Task -
Each line of the listing where "with" appears should be reported.

Data records -
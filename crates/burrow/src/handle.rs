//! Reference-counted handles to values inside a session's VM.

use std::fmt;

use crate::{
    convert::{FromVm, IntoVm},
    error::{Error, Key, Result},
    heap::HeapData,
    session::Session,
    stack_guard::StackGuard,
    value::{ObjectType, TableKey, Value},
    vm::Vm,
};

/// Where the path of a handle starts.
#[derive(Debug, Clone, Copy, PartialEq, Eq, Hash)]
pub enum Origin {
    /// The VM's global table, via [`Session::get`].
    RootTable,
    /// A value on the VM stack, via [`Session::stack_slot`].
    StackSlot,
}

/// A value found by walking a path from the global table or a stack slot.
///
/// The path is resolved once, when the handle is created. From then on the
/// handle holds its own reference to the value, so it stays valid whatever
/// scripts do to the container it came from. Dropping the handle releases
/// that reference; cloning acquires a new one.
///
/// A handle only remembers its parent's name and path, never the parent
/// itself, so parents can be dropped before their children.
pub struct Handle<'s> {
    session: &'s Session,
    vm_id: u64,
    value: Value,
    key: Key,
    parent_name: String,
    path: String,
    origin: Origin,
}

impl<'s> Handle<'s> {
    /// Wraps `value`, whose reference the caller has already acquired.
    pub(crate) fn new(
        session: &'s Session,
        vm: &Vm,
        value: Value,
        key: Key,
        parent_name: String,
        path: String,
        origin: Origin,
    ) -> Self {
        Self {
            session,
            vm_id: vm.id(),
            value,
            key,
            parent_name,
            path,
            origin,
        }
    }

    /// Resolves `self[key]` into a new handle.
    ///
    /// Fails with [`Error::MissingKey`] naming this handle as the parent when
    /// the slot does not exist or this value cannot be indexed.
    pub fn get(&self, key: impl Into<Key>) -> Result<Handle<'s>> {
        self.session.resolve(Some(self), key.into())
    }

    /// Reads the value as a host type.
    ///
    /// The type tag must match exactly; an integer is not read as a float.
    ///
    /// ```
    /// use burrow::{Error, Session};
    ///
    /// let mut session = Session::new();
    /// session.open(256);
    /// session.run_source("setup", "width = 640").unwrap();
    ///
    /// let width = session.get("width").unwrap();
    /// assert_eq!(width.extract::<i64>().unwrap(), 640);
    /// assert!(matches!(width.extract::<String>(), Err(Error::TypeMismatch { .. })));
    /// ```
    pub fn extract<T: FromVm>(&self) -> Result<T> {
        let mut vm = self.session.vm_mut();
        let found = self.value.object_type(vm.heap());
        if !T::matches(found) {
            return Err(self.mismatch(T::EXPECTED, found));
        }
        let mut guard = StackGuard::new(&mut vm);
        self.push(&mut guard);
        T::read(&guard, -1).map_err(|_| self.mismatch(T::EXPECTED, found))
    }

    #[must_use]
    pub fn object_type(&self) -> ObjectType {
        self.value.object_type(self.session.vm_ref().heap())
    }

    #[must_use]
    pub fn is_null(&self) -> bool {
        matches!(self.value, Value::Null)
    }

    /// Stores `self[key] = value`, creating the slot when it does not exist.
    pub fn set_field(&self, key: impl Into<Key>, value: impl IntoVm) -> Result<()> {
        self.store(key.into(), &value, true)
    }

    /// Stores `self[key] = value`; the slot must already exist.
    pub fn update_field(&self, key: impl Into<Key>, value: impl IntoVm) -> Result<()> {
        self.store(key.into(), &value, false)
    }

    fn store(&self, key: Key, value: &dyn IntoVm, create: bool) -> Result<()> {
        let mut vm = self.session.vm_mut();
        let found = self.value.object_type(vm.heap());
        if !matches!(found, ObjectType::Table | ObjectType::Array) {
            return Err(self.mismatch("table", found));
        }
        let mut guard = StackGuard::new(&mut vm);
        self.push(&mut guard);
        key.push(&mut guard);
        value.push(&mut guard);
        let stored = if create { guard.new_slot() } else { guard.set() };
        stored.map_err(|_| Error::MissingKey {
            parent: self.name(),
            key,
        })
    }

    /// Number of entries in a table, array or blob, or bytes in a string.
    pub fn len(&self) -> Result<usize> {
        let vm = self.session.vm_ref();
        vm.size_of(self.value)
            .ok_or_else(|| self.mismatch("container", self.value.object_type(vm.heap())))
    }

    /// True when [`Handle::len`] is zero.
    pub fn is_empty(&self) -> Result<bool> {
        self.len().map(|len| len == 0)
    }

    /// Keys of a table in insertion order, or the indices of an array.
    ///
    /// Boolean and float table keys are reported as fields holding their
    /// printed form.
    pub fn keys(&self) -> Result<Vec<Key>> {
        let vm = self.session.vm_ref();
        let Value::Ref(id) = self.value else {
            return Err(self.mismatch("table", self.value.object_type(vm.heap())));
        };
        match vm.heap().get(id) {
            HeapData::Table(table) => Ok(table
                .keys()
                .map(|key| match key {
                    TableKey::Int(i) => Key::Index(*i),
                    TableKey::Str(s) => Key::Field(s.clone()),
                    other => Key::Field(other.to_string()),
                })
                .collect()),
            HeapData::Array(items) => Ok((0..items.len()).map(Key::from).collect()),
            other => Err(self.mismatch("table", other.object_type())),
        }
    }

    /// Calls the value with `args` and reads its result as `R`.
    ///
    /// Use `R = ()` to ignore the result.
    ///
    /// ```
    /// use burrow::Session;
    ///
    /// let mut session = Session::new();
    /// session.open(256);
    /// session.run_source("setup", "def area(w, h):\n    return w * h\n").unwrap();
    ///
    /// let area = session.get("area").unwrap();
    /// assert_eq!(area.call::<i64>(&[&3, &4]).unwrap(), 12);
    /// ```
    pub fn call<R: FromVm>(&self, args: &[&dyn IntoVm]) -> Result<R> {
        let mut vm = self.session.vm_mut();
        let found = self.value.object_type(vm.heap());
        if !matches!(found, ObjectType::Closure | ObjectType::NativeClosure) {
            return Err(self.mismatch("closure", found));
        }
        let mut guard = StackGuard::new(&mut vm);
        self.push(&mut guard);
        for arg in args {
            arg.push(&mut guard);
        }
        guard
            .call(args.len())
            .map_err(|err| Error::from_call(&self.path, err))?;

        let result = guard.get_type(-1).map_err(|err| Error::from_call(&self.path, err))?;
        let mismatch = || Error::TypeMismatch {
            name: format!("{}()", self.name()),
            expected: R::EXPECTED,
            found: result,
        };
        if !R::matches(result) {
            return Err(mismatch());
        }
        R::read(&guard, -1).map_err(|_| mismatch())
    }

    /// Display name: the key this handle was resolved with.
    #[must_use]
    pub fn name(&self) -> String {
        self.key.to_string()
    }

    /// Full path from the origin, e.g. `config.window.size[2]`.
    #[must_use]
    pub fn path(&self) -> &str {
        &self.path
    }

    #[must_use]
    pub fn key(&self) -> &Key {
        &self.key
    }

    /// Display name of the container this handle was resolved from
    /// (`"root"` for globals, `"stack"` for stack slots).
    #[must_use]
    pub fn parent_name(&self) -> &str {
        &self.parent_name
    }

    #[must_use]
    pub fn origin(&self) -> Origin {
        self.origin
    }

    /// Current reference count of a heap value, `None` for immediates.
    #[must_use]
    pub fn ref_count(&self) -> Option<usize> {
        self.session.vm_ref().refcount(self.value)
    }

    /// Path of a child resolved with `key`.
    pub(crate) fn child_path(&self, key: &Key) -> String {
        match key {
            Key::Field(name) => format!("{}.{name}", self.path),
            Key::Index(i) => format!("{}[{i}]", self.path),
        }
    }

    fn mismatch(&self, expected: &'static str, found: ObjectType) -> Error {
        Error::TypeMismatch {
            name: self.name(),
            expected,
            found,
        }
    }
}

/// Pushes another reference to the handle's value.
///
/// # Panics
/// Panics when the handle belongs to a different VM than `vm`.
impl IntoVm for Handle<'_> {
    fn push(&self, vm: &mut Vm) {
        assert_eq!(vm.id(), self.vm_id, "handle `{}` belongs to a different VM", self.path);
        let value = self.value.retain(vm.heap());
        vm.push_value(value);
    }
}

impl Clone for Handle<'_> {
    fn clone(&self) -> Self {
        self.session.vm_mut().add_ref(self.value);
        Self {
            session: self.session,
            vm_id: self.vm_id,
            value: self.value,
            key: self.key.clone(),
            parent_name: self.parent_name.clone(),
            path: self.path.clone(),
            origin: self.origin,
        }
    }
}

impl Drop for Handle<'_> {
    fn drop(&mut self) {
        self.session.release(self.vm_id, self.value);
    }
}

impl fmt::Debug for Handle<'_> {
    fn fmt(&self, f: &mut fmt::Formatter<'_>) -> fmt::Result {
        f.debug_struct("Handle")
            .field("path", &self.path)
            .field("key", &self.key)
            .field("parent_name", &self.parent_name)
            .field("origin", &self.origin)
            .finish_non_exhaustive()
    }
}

Output below -
    /// Fails with [`Error::MissingKey`] naming this handle as the parent when
    /// Calls the value with `args` and reads its result as `R`.
    /// Display name: the key this handle was resolved with.
    /// Path of a child resolved with `key`.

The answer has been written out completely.